Enable PII semantic enrichment (gender, scope)
Goal: Redact PII with structured placeholders so downstream can use attributes (e.g. person gender, location scope) without seeing raw data. Requires data_classification.redact_input: true (or redact_pii: true) and input_scan: true.
Where: agent.talon.yaml under policies.semantic_enrichment.
policies:
data_classification:
input_scan: true
output_scan: true
redact_input: true
redact_output: true
semantic_enrichment:
enabled: true
mode: enforce # off | shadow | enforce
allowed_attributes: ["gender", "scope"]
confidence_threshold: 0.80
- off: No enrichment; placeholders stay
[PERSON],[LOCATION](legacy). - shadow: Enricher runs and attributes are logged only; placeholders stay legacy. Use to validate before enabling in output.
- enforce: Placeholders become XML-style, e.g.
<PII type="person" id="1" gender="female"/>,<PII type="location" id="2" scope="city"/>.
PERSON and LOCATION are optional recognizers in the default EU patterns; they are enabled by default. To restrict which entity types are detected, use data_classification.enabled_entities / disabled_entities. See PII semantic enrichment reference and the Presidio migration note there.

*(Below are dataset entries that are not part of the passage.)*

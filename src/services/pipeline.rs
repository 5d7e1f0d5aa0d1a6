//! Request processing pipeline.
//!
//! Drives validate -> base64 decode -> image decode -> resize -> re-encode
//! -> base64 encode for one request. Every failure is typed and returned at
//! the step that produced it; nothing is retried. The pipeline holds no
//! mutable state, so concurrent invocations share nothing.

use serde_json::Value;

use crate::error::ProcessError;
use crate::models::ResizeRequest;
use crate::services::base64;
use crate::services::resize::resize_nearest;
use crate::services::transcoder::{ImageCodec, ImageRsCodec, OutputFormat};

pub struct ResizePipeline<C: ImageCodec = ImageRsCodec> {
    codec: C,
    output_format: OutputFormat,
}

impl ResizePipeline<ImageRsCodec> {
    pub fn new() -> Self {
        Self::with_codec(ImageRsCodec::new())
    }
}

impl Default for ResizePipeline<ImageRsCodec> {
    fn default() -> Self {
        Self::new()
    }
}

impl<C: ImageCodec> ResizePipeline<C> {
    pub fn with_codec(codec: C) -> Self {
        Self {
            codec,
            output_format: OutputFormat::Jpeg,
        }
    }

    /// Process one request document into a base64-encoded output image.
    pub fn process(&self, doc: &Value) -> Result<String, ProcessError> {
        let request = ResizeRequest::from_document(doc)?;

        let compressed =
            base64::decode(&request.input_jpeg).map_err(|_| ProcessError::InvalidBase64)?;

        let raster = self
            .codec
            .decode(&compressed)
            .ok_or(ProcessError::InvalidImage)?;

        tracing::debug!(
            src_width = raster.width,
            src_height = raster.height,
            channels = raster.channels,
            dst_width = request.desired_width,
            dst_height = request.desired_height,
            "Resizing decoded image"
        );

        let resized = resize_nearest(&raster, request.desired_width, request.desired_height);

        let encoded = self
            .codec
            .encode(&resized, self.output_format)
            .map_err(|e| ProcessError::Internal(e.to_string()))?;

        Ok(base64::encode(&encoded))
    }
}
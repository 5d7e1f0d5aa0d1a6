//! Image fixtures generated in-process with the `image` crate.

use base64::{engine::general_purpose::STANDARD, Engine as _};
use image::{DynamicImage, ImageFormat, Rgb, RgbImage};
use std::io::Cursor;

/// A solid-color JPEG of the given size, as raw container bytes.
pub fn jpeg_bytes(width: u32, height: u32) -> Vec<u8> {
    let img = RgbImage::from_pixel(width, height, Rgb([30, 90, 180]));
    let mut buf = Cursor::new(Vec::new());
    DynamicImage::ImageRgb8(img)
        .write_to(&mut buf, ImageFormat::Jpeg)
        .expect("JPEG encode");
    buf.into_inner()
}

/// A solid-color JPEG of the given size, base64-encoded.
pub fn jpeg_base64(width: u32, height: u32) -> String {
    STANDARD.encode(jpeg_bytes(width, height))
}

/// A solid-color PNG of the given size, base64-encoded.
pub fn png_base64(width: u32, height: u32) -> String {
    let img = RgbImage::from_pixel(width, height, Rgb([30, 90, 180]));
    let mut buf = Cursor::new(Vec::new());
    DynamicImage::ImageRgb8(img)
        .write_to(&mut buf, ImageFormat::Png)
        .expect("PNG encode");
    STANDARD.encode(buf.into_inner())
}

/// Decode a base64 JPEG payload and return its pixel dimensions.
pub fn decoded_dimensions(output_jpeg: &str) -> (u32, u32) {
    let bytes = STANDARD.decode(output_jpeg).expect("valid base64 output");
    let img = image::load_from_memory(&bytes).expect("decodable output image");
    (img.width(), img.height())
}
//! Base64 codec for image payloads.
//!
//! Standard alphabet, padded output. Decode accepts both padded and
//! unpadded input; some clients strip trailing `=` from their payloads.

use base64::alphabet;
use base64::engine::{DecodePaddingMode, GeneralPurpose, GeneralPurposeConfig};
use base64::{DecodeError, Engine as _};

const ENGINE: GeneralPurpose = GeneralPurpose::new(
    &alphabet::STANDARD,
    GeneralPurposeConfig::new().with_decode_padding_mode(DecodePaddingMode::Indifferent),
);

/// Encode bytes as padded standard Base64. Empty input yields an empty
/// string.
pub fn encode(bytes: &[u8]) -> String {
    ENGINE.encode(bytes)
}

/// Decode standard Base64 text.
///
/// Fails on any character outside `[A-Za-z0-9+/=]` and on malformed
/// padding. The empty string decodes to empty bytes.
pub fn decode(text: &str) -> Result<Vec<u8>, DecodeError> {
    ENGINE.decode(text)
}
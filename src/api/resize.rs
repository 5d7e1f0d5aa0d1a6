use axum::{
    body::Bytes,
    extract::State,
    http::{header, HeaderMap},
    response::{IntoResponse, Json},
};
use serde::{Deserialize, Serialize};
use serde_json::Value;
use std::sync::Arc;
use utoipa::ToSchema;

use crate::error::ApiError;
use crate::services::ResizePipeline;

/// Request body for image resizing.
///
/// Documentation-only mirror of the wire contract; the handler parses the
/// body itself so that the ordered missing-field check owns its error
/// messages (axum's `Json` rejection would answer first otherwise).
#[derive(Debug, Deserialize, ToSchema)]
pub struct ResizeRequestBody {
    /// Base64-encoded input image (any decodable container)
    pub input_jpeg: String,
    /// Target width in pixels
    pub desired_width: u32,
    /// Target height in pixels
    pub desired_height: u32,
}

/// Response from image resizing
#[derive(Debug, Serialize, ToSchema)]
pub struct ResizeResponse {
    /// Status code (200 = success)
    pub code: u16,
    /// Status message
    pub message: String,
    /// Base64-encoded JPEG result, present on success only
    #[serde(skip_serializing_if = "Option::is_none")]
    pub output_jpeg: Option<String>,
}

/// Resize a base64-encoded image
///
/// Decodes the input image, resizes it to the desired dimensions with
/// nearest-neighbor sampling and returns the result as base64-encoded JPEG.
#[utoipa::path(
    post,
    path = "/resize_image",
    request_body = ResizeRequestBody,
    responses(
        (status = 200, description = "Image resized successfully", body = ResizeResponse),
        (status = 400, description = "Missing or invalid request field", body = ResizeResponse),
        (status = 415, description = "Content-Type is not application/json", body = ResizeResponse),
        (status = 422, description = "Body is not parseable, or the payload is not a decodable image", body = ResizeResponse),
    ),
    tag = "Resize"
)]
pub async fn handle_resize(
    State(pipeline): State<Arc<ResizePipeline>>,
    headers: HeaderMap,
    body: Bytes,
) -> Result<impl IntoResponse, ApiError> {
    let content_type = headers
        .get(header::CONTENT_TYPE)
        .and_then(|v| v.to_str().ok())
        .unwrap_or("");
    if !content_type.starts_with("application/json") {
        return Err(ApiError::UnsupportedContentType);
    }

    let doc: Value =
        serde_json::from_slice(&body).map_err(|e| ApiError::JsonParse(e.to_string()))?;

    let output_jpeg = pipeline.process(&doc).inspect_err(|e| {
        tracing::info!(error = %e, "Resize request rejected");
    })?;

    tracing::info!(output_bytes = output_jpeg.len(), "Resize request served");

    Ok(Json(ResizeResponse {
        code: 200,
        message: "success".to_string(),
        output_jpeg: Some(output_jpeg),
    }))
}
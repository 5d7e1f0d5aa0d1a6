use clap::{Parser, Subcommand};
use tracing_subscriber::{layer::SubscriberExt, util::SubscriberInitExt};
use utoipa::OpenApi;
use utoipa_swagger_ui::SwaggerUi;

use resizerd::api;
use resizerd::server;

#[derive(Parser)]
#[command(name = "resizerd")]
#[command(about = "JSON-over-HTTP image resizing service")]
struct Cli {
    #[command(subcommand)]
    command: Option<Commands>,
}

#[derive(Subcommand)]
enum Commands {
    /// Start the HTTP server
    Serve {
        /// Address to bind, e.g. 0.0.0.0:8080 (BIND_ADDR env var also works)
        #[arg(short, long)]
        bind: Option<String>,
    },
}

/// OpenAPI documentation
#[derive(OpenApi)]
#[openapi(
    info(
        title = "Resizerd API",
        description = "JSON-over-HTTP image resizing service",
        version = "0.3.0",
        license(name = "MIT")
    ),
    paths(api::handle_resize),
    components(schemas(api::ResizeRequestBody, api::ResizeResponse)),
    tags(
        (name = "Resize", description = "Image resizing")
    )
)]
struct ApiDoc;

#[tokio::main]
async fn main() -> anyhow::Result<()> {
    let cli = Cli::parse();

    let bind = match cli.command {
        Some(Commands::Serve { bind }) => bind,
        None => None,
    };

    run_server(bind).await
}

async fn run_server(bind: Option<String>) -> anyhow::Result<()> {
    // Initialize tracing
    tracing_subscriber::registry()
        .with(
            tracing_subscriber::EnvFilter::try_from_default_env()
                .unwrap_or_else(|_| "resizerd=info,tower_http=info".into()),
        )
        .with(tracing_subscriber::fmt::layer())
        .init();

    let bind_addr = bind
        .or_else(|| std::env::var("BIND_ADDR").ok())
        .unwrap_or_else(|| "0.0.0.0:8080".to_string());

    let state = server::create_app_state();

    // Build router: shared API routes plus production-only documentation
    let app = server::build_router(state)
        .merge(SwaggerUi::new("/swagger-ui").url("/api-docs/openapi.json", ApiDoc::openapi()));

    let listener = tokio::net::TcpListener::bind(&bind_addr).await?;
    tracing::info!(addr = %bind_addr, "Resizerd server listening");

    axum::serve(listener, app).await?;

    Ok(())
}
//! Common test infrastructure for Resizerd integration tests.
//!
//! Each test file compiles its own copy of this module, so items may appear
//! unused from the perspective of a single test file even though they're
//! used elsewhere.

#![allow(dead_code)]
#![allow(unused_imports)]

pub mod app;
pub mod assertions;
pub mod fixtures;

pub use app::TestApp;
pub use assertions::*;
//! Assertion helpers for tests.

use axum::http::StatusCode;
use pretty_assertions::assert_eq;

use super::app::TestResponse;

/// Assert response has expected status code
pub fn assert_status(response: &TestResponse, expected: StatusCode) {
    assert_eq!(
        response.status, expected,
        "Expected status {}, got {}. Body: {}",
        expected,
        response.status,
        response.text()
    );
}

/// Assert response is OK (200)
pub fn assert_ok(response: &TestResponse) {
    assert_status(response, StatusCode::OK);
}

/// Assert a failure envelope: matching HTTP status, matching JSON `code`,
/// the exact `message`, and no `output_jpeg` key.
pub fn assert_error_envelope(response: &TestResponse, status: StatusCode, message: &str) {
    assert_status(response, status);

    let json: serde_json::Value = response.json();
    assert_eq!(
        json["code"].as_u64(),
        Some(status.as_u16() as u64),
        "Envelope code should match HTTP status. Full response: {}",
        response.text()
    );
    assert_eq!(
        json["message"].as_str(),
        Some(message),
        "Error messages are exact-match contract strings"
    );
    assert!(
        json.get("output_jpeg").is_none(),
        "Failure responses must not carry output_jpeg"
    );
}

/// Assert a success envelope and return the output_jpeg payload
pub fn assert_success_envelope(response: &TestResponse) -> String {
    assert_ok(response);

    let json: serde_json::Value = response.json();
    assert_eq!(json["code"], 200);
    assert_eq!(json["message"], "success");
    json["output_jpeg"]
        .as_str()
        .expect("Success response must carry output_jpeg")
        .to_string()
}
//! In-memory decoded image.

/// A decoded raster: row-major 8-bit pixel data with an explicit channel
/// count (1 = grayscale, 3 = RGB, 4 = RGBA).
///
/// Owned by a single pipeline run; never shared across requests.
#[derive(Debug, Clone, PartialEq, Eq)]
pub struct Raster {
    pub width: u32,
    pub height: u32,
    pub channels: u8,
    pub data: Vec<u8>,
}

impl Raster {
    /// Create a raster from raw pixel bytes.
    ///
    /// Returns `None` if the buffer length does not match
    /// `width * height * channels`.
    pub fn from_raw(width: u32, height: u32, channels: u8, data: Vec<u8>) -> Option<Self> {
        let expected = width as usize * height as usize * channels as usize;
        if data.len() != expected {
            return None;
        }
        Some(Self {
            width,
            height,
            channels,
            data,
        })
    }

    /// True when the raster has no pixels.
    pub fn is_empty(&self) -> bool {
        self.width == 0 || self.height == 0
    }

    /// The channel bytes of one pixel.
    pub fn pixel(&self, x: u32, y: u32) -> &[u8] {
        let ch = self.channels as usize;
        let idx = (y as usize * self.width as usize + x as usize) * ch;
        &self.data[idx..idx + ch]
    }
}
pub mod resize;

pub use resize::{handle_resize, ResizeRequestBody, ResizeResponse, __path_handle_resize};
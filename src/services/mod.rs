pub mod base64;
pub mod pipeline;
pub mod resize;
pub mod transcoder;

pub use pipeline::ResizePipeline;
pub use transcoder::{CodecError, ImageCodec, ImageRsCodec, OutputFormat};
//! Test application factory for integration tests.

use axum::{
    body::Body,
    http::{Request, StatusCode},
};
use http_body_util::BodyExt;
use tower::ServiceExt;

use resizerd::server::{build_router, create_app_state};

/// Test application driving the production router in-process
pub struct TestApp {
    router: axum::Router,
}

impl TestApp {
    /// Create a new test application with the production pipeline
    pub fn new() -> Self {
        let state = create_app_state();
        let router = build_router(state);
        Self { router }
    }

    /// Make a GET request to the given path
    pub async fn get(&self, path: &str) -> TestResponse {
        self.request(Request::get(path).body(Body::empty()).unwrap())
            .await
    }

    /// Make a POST request with JSON body
    pub async fn post_json(&self, path: &str, body: &str) -> TestResponse {
        self.post_with_content_type(path, "application/json", body)
            .await
    }

    /// Make a POST request with an explicit Content-Type
    pub async fn post_with_content_type(
        &self,
        path: &str,
        content_type: &str,
        body: &str,
    ) -> TestResponse {
        let request = Request::post(path)
            .header("Content-Type", content_type)
            .body(Body::from(body.to_string()))
            .unwrap();
        self.request(request).await
    }

    /// Send a request to the router
    async fn request(&self, request: Request<Body>) -> TestResponse {
        let response = self
            .router
            .clone()
            .oneshot(request)
            .await
            .expect("Request failed");

        let status = response.status();
        let headers = response.headers().clone();
        let body = response
            .into_body()
            .collect()
            .await
            .expect("Failed to collect body")
            .to_bytes()
            .to_vec();

        TestResponse {
            status,
            headers,
            body,
        }
    }
}

impl Default for TestApp {
    fn default() -> Self {
        Self::new()
    }
}

/// Test response with convenience methods
pub struct TestResponse {
    pub status: StatusCode,
    pub headers: axum::http::HeaderMap,
    pub body: Vec<u8>,
}

impl TestResponse {
    /// Parse body as JSON
    pub fn json<T: serde::de::DeserializeOwned>(&self) -> T {
        serde_json::from_slice(&self.body).expect("Failed to parse JSON response")
    }

    /// Get body as string
    pub fn text(&self) -> String {
        String::from_utf8_lossy(&self.body).to_string()
    }
}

Require human approval for high-risk or tool use
Goal: Pause execution until a human approves (EU AI Act Art. 14 style).
Where: agent.talon.yaml under compliance.human_oversight and/or plan review configuration. When enabled, the runner generates an execution plan and waits for approval via dashboard or API (POST /v1/plans/{id}/approve).
compliance:
human_oversight: "on-demand" # none | on-demand | always
See Agent planning for plan review details.
Govern tools by operation class (recommended over manual lists)
Goal: Require human review for destructive, bulk, or install operations without maintaining long forbidden_tools lists. Talon classifies tools by intent (delete, purge, bulk, execute, install); you declare which classes always need review.
Where: agent.talon.yaml under compliance.plan_review (and policies.rate_limits for the circuit breaker).
compliance:
human_oversight: "on-demand"
plan_review:
require_for_tools: true # Review whenever tools are used
volume_threshold: 50 # Destructive verb + 50+ records requires review
policies:
rate_limits:
circuit_breaker_threshold: 5 # Trip after 5 consecutive failures
circuit_breaker_window: "5m"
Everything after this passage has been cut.